Copy each line below in which the word "strftime" occurs.

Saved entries
________________________________________

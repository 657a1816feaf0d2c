//! Request extractors shared by module handlers

use std::sync::Arc;

use axum::{
    extract::{FromRef, FromRequest, FromRequestParts, Request},
    http::{header::AUTHORIZATION, request::Parts},
    Json,
};
use biblioteca_authz::AuthService;
use serde_json::{Map, Value};

use crate::{error::AppError, validation::type_name};

/// JSON request body that must be an object
#[derive(Debug, Clone)]
pub struct Payload(pub Map<String, Value>);

impl<S> FromRequest<S> for Payload
where
    S: Send + Sync,
{
    type Rejection = AppError;

    async fn from_request(req: Request, state: &S) -> Result<Self, Self::Rejection> {
        let Json(value) = Json::<Value>::from_request(req, state)
            .await
            .map_err(|rejection| AppError::bad_request(rejection.body_text()))?;

        match value {
            Value::Object(map) => Ok(Payload(map)),
            other => Err(AppError::field(
                "non_field_errors",
                format!(
                    "Invalid data. Expected a dictionary, but got {}.",
                    type_name(&other)
                ),
            )),
        }
    }
}

/// Caller identified by a valid `Authorization: Bearer <access token>` header
#[derive(Debug, Clone, Copy)]
pub struct AuthenticatedUser {
    pub user_id: i64,
}

impl<S> FromRequestParts<S> for AuthenticatedUser
where
    Arc<AuthService>: FromRef<S>,
    S: Send + Sync,
{
    type Rejection = AppError;

    async fn from_request_parts(parts: &mut Parts, state: &S) -> Result<Self, Self::Rejection> {
        let header = parts
            .headers
            .get(AUTHORIZATION)
            .and_then(|value| value.to_str().ok())
            .ok_or_else(|| {
                AppError::unauthorized("Authentication credentials were not provided.")
            })?;

        let token = match header.split_once(' ') {
            Some((scheme, token)) if scheme.eq_ignore_ascii_case("Bearer") => token.trim(),
            _ => {
                return Err(AppError::unauthorized(
                    "Authentication credentials were not provided.",
                ))
            }
        };

        let auth = Arc::<AuthService>::from_ref(state);
        let claims = auth.verify_access_token(token).map_err(|err| {
            tracing::debug!(error = %err, "rejected access token");
            AppError::invalid_token("Given token not valid for any token type")
        })?;

        Ok(AuthenticatedUser {
            user_id: claims.user_id,
        })
    }
}
//! Aggregates behind the ten report charts

use sqlx::SqlitePool;

/// Label with a value, in chart order
pub type Series = Vec<(String, f64)>;

const TOP_N: i64 = 10;

async fn counts(pool: &SqlitePool, sql: &str) -> Result<Series, sqlx::Error> {
    let rows: Vec<(String, i64)> = sqlx::query_as(sql).fetch_all(pool).await?;
    Ok(rows
        .into_iter()
        .map(|(label, count)| (label, count as f64))
        .collect())
}

async fn averages(pool: &SqlitePool, sql: &str) -> Result<Series, sqlx::Error> {
    sqlx::query_as(sql).fetch_all(pool).await
}

/// Books per genre, genres without books left out
pub async fn books_per_genre(pool: &SqlitePool) -> Result<Series, sqlx::Error> {
    counts(
        pool,
        "SELECT g.name, COUNT(b.id) AS total
         FROM genres g JOIN books b ON b.genre_id = g.id
         GROUP BY g.id
         ORDER BY g.id",
    )
    .await
}

/// Ten authors with the fewest books, ascending
pub async fn books_per_author(pool: &SqlitePool) -> Result<Series, sqlx::Error> {
    counts(
        pool,
        &format!(
            "SELECT a.name, COUNT(b.id) AS total
             FROM authors a LEFT JOIN books b ON b.author_id = a.id
             GROUP BY a.id
             ORDER BY total ASC, a.id
             LIMIT {TOP_N}"
        ),
    )
    .await
}

/// Ten best rated books by mean score
pub async fn mean_rating_per_book(pool: &SqlitePool) -> Result<Series, sqlx::Error> {
    averages(
        pool,
        &format!(
            "SELECT b.title, AVG(r.score) AS mean
             FROM books b JOIN ratings r ON r.book_id = b.id
             GROUP BY b.id
             ORDER BY mean DESC, b.id
             LIMIT {TOP_N}"
        ),
    )
    .await
}

/// Mean score per genre that has ratings
pub async fn mean_rating_per_genre(pool: &SqlitePool) -> Result<Series, sqlx::Error> {
    averages(
        pool,
        "SELECT g.name, AVG(r.score) AS mean
         FROM genres g
         JOIN books b ON b.genre_id = g.id
         JOIN ratings r ON r.book_id = b.id
         GROUP BY g.id
         ORDER BY g.id",
    )
    .await
}

/// Number of ratings per user that rated anything
pub async fn ratings_per_user(pool: &SqlitePool) -> Result<Series, sqlx::Error> {
    counts(
        pool,
        "SELECT u.username, COUNT(r.id) AS total
         FROM users u JOIN ratings r ON r.user_id = u.id
         GROUP BY u.id
         ORDER BY u.id",
    )
    .await
}

/// Ten rated books with the fewest ratings, ascending
pub async fn most_rated_books(pool: &SqlitePool) -> Result<Series, sqlx::Error> {
    counts(
        pool,
        &format!(
            "SELECT b.title, COUNT(r.id) AS total
             FROM books b JOIN ratings r ON r.book_id = b.id
             GROUP BY b.id
             ORDER BY total ASC, b.id
             LIMIT {TOP_N}"
        ),
    )
    .await
}

/// Ten authors whose books collected the most ratings
pub async fn most_rated_authors(pool: &SqlitePool) -> Result<Series, sqlx::Error> {
    counts(
        pool,
        &format!(
            "SELECT a.name, COUNT(r.id) AS total
             FROM authors a
             JOIN books b ON b.author_id = a.id
             JOIN ratings r ON r.book_id = b.id
             GROUP BY a.id
             ORDER BY total DESC, a.id
             LIMIT {TOP_N}"
        ),
    )
    .await
}

/// Books published per calendar year, ascending
pub async fn books_per_year(pool: &SqlitePool) -> Result<Vec<(i64, f64)>, sqlx::Error> {
    let rows: Vec<(i64, i64)> = sqlx::query_as(
        "SELECT CAST(strftime('%Y', published_on) AS INTEGER) AS year, COUNT(*) AS total
         FROM books
         WHERE strftime('%Y', published_on) IS NOT NULL
         GROUP BY year
         ORDER BY year",
    )
    .fetch_all(pool)
    .await?;
    Ok(rows
        .into_iter()
        .map(|(year, total)| (year, total as f64))
        .collect())
}

/// Every rating score
pub async fn rating_scores(pool: &SqlitePool) -> Result<Vec<f64>, sqlx::Error> {
    sqlx::query_scalar("SELECT CAST(score AS REAL) FROM ratings ORDER BY id")
        .fetch_all(pool)
        .await
}

/// Mean score per user that rated anything
pub async fn mean_rating_per_user(pool: &SqlitePool) -> Result<Series, sqlx::Error> {
    averages(
        pool,
        "SELECT u.username, AVG(r.score) AS mean
         FROM users u JOIN ratings r ON r.user_id = u.id
         GROUP BY u.id
         ORDER BY u.id",
    )
    .await
}
use thiserror::Error;

/// Failures raised while hashing passwords or handling tokens
#[derive(Debug, Error)]
pub enum AuthError {
    #[error("token is invalid or expired")]
    InvalidToken(#[source] jsonwebtoken::errors::Error),

    #[error("token has wrong type")]
    WrongTokenType,

    #[error("token is blacklisted")]
    Blacklisted,

    #[error("token signing failed")]
    Signing(#[source] jsonwebtoken::errors::Error),

    #[error("password hashing failed: {0}")]
    Hash(#[from] bcrypt::BcryptError),

    #[error(transparent)]
    Database(#[from] sqlx::Error),
}

impl AuthError {
    /// Whether the error is the caller's fault rather than an infrastructure failure
    pub fn is_client_error(&self) -> bool {
        matches!(
            self,
            AuthError::InvalidToken(_) | AuthError::WrongTokenType | AuthError::Blacklisted
        )
    }
}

________________________________________

** Expected output **
        "SELECT CAST(strftime('%Y', published_on) AS INTEGER) AS year, COUNT(*) AS total
         WHERE strftime('%Y', published_on) IS NOT NULL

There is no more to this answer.